• [Data section]:
§

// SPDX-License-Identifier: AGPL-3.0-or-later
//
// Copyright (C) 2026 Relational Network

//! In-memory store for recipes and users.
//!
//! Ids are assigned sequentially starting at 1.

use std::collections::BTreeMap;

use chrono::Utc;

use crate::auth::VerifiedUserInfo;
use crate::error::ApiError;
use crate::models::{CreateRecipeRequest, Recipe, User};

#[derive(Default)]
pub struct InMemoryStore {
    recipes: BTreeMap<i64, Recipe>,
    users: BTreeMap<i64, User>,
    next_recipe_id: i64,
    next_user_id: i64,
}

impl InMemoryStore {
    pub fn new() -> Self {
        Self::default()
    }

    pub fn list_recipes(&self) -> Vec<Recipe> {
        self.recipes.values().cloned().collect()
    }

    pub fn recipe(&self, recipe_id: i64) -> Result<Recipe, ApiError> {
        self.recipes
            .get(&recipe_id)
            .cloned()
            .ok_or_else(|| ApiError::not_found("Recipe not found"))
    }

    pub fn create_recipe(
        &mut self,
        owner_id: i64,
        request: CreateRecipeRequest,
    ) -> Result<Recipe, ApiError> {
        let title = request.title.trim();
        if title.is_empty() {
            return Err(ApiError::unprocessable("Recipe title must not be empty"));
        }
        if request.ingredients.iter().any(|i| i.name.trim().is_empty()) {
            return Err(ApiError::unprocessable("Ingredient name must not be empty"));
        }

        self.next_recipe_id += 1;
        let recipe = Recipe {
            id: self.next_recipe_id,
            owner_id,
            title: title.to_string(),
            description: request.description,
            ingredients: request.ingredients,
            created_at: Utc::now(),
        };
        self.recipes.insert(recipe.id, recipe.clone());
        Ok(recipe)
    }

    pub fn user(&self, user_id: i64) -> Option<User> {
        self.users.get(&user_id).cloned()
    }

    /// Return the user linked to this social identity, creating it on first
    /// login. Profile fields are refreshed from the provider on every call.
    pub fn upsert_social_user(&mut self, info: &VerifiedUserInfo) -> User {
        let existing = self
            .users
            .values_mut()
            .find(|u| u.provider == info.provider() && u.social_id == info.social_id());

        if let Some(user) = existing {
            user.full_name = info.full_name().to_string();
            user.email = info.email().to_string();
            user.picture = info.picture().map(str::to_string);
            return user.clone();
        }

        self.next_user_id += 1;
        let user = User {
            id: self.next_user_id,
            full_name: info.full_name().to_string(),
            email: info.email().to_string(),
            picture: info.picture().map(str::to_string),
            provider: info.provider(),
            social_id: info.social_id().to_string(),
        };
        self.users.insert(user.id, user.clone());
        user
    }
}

§

• [What you have to do]: Single out each line of the records above with the string "crate" in it, and copy it.

• [Finished exercise]:
use crate::auth::VerifiedUserInfo;
use crate::error::ApiError;
use crate::models::{CreateRecipeRequest, Recipe, User};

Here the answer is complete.